| What is required |
Go through the data underneath and report how many lines hold the string "Result", giving only the number.

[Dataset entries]
-*-*-
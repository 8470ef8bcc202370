//! Wire protocol.
//!
//! Every WebSocket text frame is a JSON object `{"event": <name>, "data": <payload>}`.
//!
//! | Direction | Event         | Payload                                  |
//! |-----------|---------------|------------------------------------------|
//! | inbound   | `newUser`     | `{"userId": string}` or a bare string    |
//! | inbound   | `sendMessage` | `{"receiverId": string, "data": any}`    |
//! | outbound  | `getMessage`  | the sender's `data`, verbatim            |
//! | outbound  | `connected`   | `{"connectionId": string, "timestamp"}`  |

use serde::{Deserialize, Serialize};
use serde_json::Value;

use crate::errors::ProtocolError;
use crate::ids::{ConnectionId, UserId};

/// Inbound: bind a user to the sending connection.
pub const EVENT_REGISTER: &str = "newUser";
/// Inbound: relay a payload to another user.
pub const EVENT_SEND_MESSAGE: &str = "sendMessage";
/// Outbound: a relayed payload.
pub const EVENT_RECEIVE_MESSAGE: &str = "getMessage";
/// Outbound: greeting sent once the session is open.
pub const EVENT_CONNECTED: &str = "connected";

#[derive(Deserialize)]
struct RawFrame {
    event: String,
    #[serde(default)]
    data: Value,
}

/// A decoded inbound frame.
#[derive(Clone, Debug, PartialEq)]
pub enum InboundMessage {
    /// `newUser`: the sender is `user`.
    Register {
        /// Identity being claimed by the connection.
        user: UserId,
    },
    /// `sendMessage`: deliver `data` to `receiver` if online.
    SendMessage {
        /// Intended recipient.
        receiver: UserId,
        /// Opaque payload, `null` when omitted.
        data: Value,
    },
}

impl InboundMessage {
    /// Decode one text frame.
    pub fn parse(text: &str) -> Result<Self, ProtocolError> {
        let raw: RawFrame = serde_json::from_str(text)?;
        match raw.event.as_str() {
            EVENT_REGISTER => {
                let user = match raw.data {
                    Value::String(s) => non_empty(s),
                    Value::Object(mut map) => match map.remove("userId") {
                        Some(Value::String(s)) => non_empty(s),
                        _ => None,
                    },
                    _ => None,
                }
                .ok_or(ProtocolError::MissingField {
                    event: EVENT_REGISTER,
                    field: "userId",
                })?;
                Ok(Self::Register {
                    user: UserId::from(user),
                })
            }
            EVENT_SEND_MESSAGE => {
                let Value::Object(mut map) = raw.data else {
                    return Err(ProtocolError::MissingField {
                        event: EVENT_SEND_MESSAGE,
                        field: "receiverId",
                    });
                };
                let receiver = match map.remove("receiverId") {
                    Some(Value::String(s)) => non_empty(s),
                    _ => None,
                }
                .ok_or(ProtocolError::MissingField {
                    event: EVENT_SEND_MESSAGE,
                    field: "receiverId",
                })?;
                Ok(Self::SendMessage {
                    receiver: UserId::from(receiver),
                    data: map.remove("data").unwrap_or(Value::Null),
                })
            }
            _ => Err(ProtocolError::UnknownEvent(raw.event)),
        }
    }

    /// Wire name of the event.
    pub fn event_name(&self) -> &'static str {
        match self {
            Self::Register { .. } => EVENT_REGISTER,
            Self::SendMessage { .. } => EVENT_SEND_MESSAGE,
        }
    }
}

fn non_empty(s: String) -> Option<String> {
    (!s.is_empty()).then_some(s)
}

/// An outbound frame, serialized as `{"event": .., "data": ..}`.
#[derive(Debug, Serialize)]
pub struct OutboundFrame<'a> {
    /// Event name.
    pub event: &'a str,
    /// Payload, forwarded as-is.
    pub data: &'a Value,
}

impl<'a> OutboundFrame<'a> {
    /// Build a frame borrowing its payload.
    pub fn new(event: &'a str, data: &'a Value) -> Self {
        Self { event, data }
    }

    /// Serialize to the text sent on the socket.
    pub fn to_json(&self) -> Result<String, serde_json::Error> {
        serde_json::to_string(self)
    }
}

/// Payload of the `connected` greeting.
pub fn connected_payload(connection: &ConnectionId) -> Value {
    serde_json::json!({
        "connectionId": connection,
        "timestamp": chrono::Utc::now().to_rfc3339(),
    })
}

#[cfg(test)]
mod tests {
    use super::*;
    use assert_matches::assert_matches;
    use serde_json::json;

    #[test]
    fn register_with_object_payload() {
        let msg = InboundMessage::parse(r#"{"event":"newUser","data":{"userId":"A"}}"#).unwrap();
        assert_eq!(msg, InboundMessage::Register { user: "A".into() });
        assert_eq!(msg.event_name(), EVENT_REGISTER);
    }

    #[test]
    fn register_with_bare_string_payload() {
        let msg = InboundMessage::parse(r#"{"event":"newUser","data":"A"}"#).unwrap();
        assert_eq!(msg, InboundMessage::Register { user: "A".into() });
    }

    #[test]
    fn register_without_user_is_rejected() {
        let err = InboundMessage::parse(r#"{"event":"newUser","data":{}}"#).unwrap_err();
        assert_matches!(err, ProtocolError::MissingField { field: "userId", .. });
    }

    #[test]
    fn register_with_empty_user_is_rejected() {
        let err = InboundMessage::parse(r#"{"event":"newUser","data":""}"#).unwrap_err();
        assert_matches!(err, ProtocolError::MissingField { .. });
    }

    #[test]
    fn register_with_numeric_user_is_rejected() {
        let err = InboundMessage::parse(r#"{"event":"newUser","data":{"userId":7}}"#).unwrap_err();
        assert_matches!(err, ProtocolError::MissingField { .. });
    }

    #[test]
    fn send_message_keeps_payload_verbatim() {
        let text = r#"{"event":"sendMessage","data":{"receiverId":"B","data":{"text":"hi","n":[1,2,{"x":null}]}}}"#;
        let msg = InboundMessage::parse(text).unwrap();
        assert_eq!(
            msg,
            InboundMessage::SendMessage {
                receiver: "B".into(),
                data: json!({"text":"hi","n":[1,2,{"x":null}]}),
            }
        );
    }

    #[test]
    fn send_message_without_data_defaults_to_null() {
        let msg = InboundMessage::parse(r#"{"event":"sendMessage","data":{"receiverId":"B"}}"#)
            .unwrap();
        assert_matches!(msg, InboundMessage::SendMessage { data: Value::Null, .. });
    }

    #[test]
    fn send_message_without_receiver_is_rejected() {
        let err = InboundMessage::parse(r#"{"event":"sendMessage","data":{"data":"hi"}}"#)
            .unwrap_err();
        assert_matches!(
            err,
            ProtocolError::MissingField { event: "sendMessage", field: "receiverId" }
        );
    }

    #[test]
    fn send_message_with_non_object_payload_is_rejected() {
        let err = InboundMessage::parse(r#"{"event":"sendMessage","data":"B"}"#).unwrap_err();
        assert_matches!(err, ProtocolError::MissingField { .. });
    }

    #[test]
    fn unknown_event_is_rejected() {
        let err = InboundMessage::parse(r#"{"event":"typing","data":{}}"#).unwrap_err();
        assert_matches!(err, ProtocolError::UnknownEvent(ref e) if e == "typing");
    }

    #[test]
    fn invalid_json_is_rejected() {
        assert_matches!(
            InboundMessage::parse("not json"),
            Err(ProtocolError::InvalidJson(_))
        );
        assert_matches!(
            InboundMessage::parse("[1,2]"),
            Err(ProtocolError::InvalidJson(_))
        );
        assert_matches!(
            InboundMessage::parse(r#"{"data":"A"}"#),
            Err(ProtocolError::InvalidJson(_))
        );
    }

    #[test]
    fn outbound_frame_shape() {
        let data = json!("hi");
        let text = OutboundFrame::new(EVENT_RECEIVE_MESSAGE, &data).to_json().unwrap();
        let parsed: Value = serde_json::from_str(&text).unwrap();
        assert_eq!(parsed, json!({"event":"getMessage","data":"hi"}));
    }

    #[test]
    fn connected_payload_carries_connection_id() {
        let id = ConnectionId::from("conn_1");
        let payload = connected_payload(&id);
        assert_eq!(payload["connectionId"], "conn_1");
        assert!(payload["timestamp"].is_string());
    }
}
-*-*-
| Solution to this problem |
2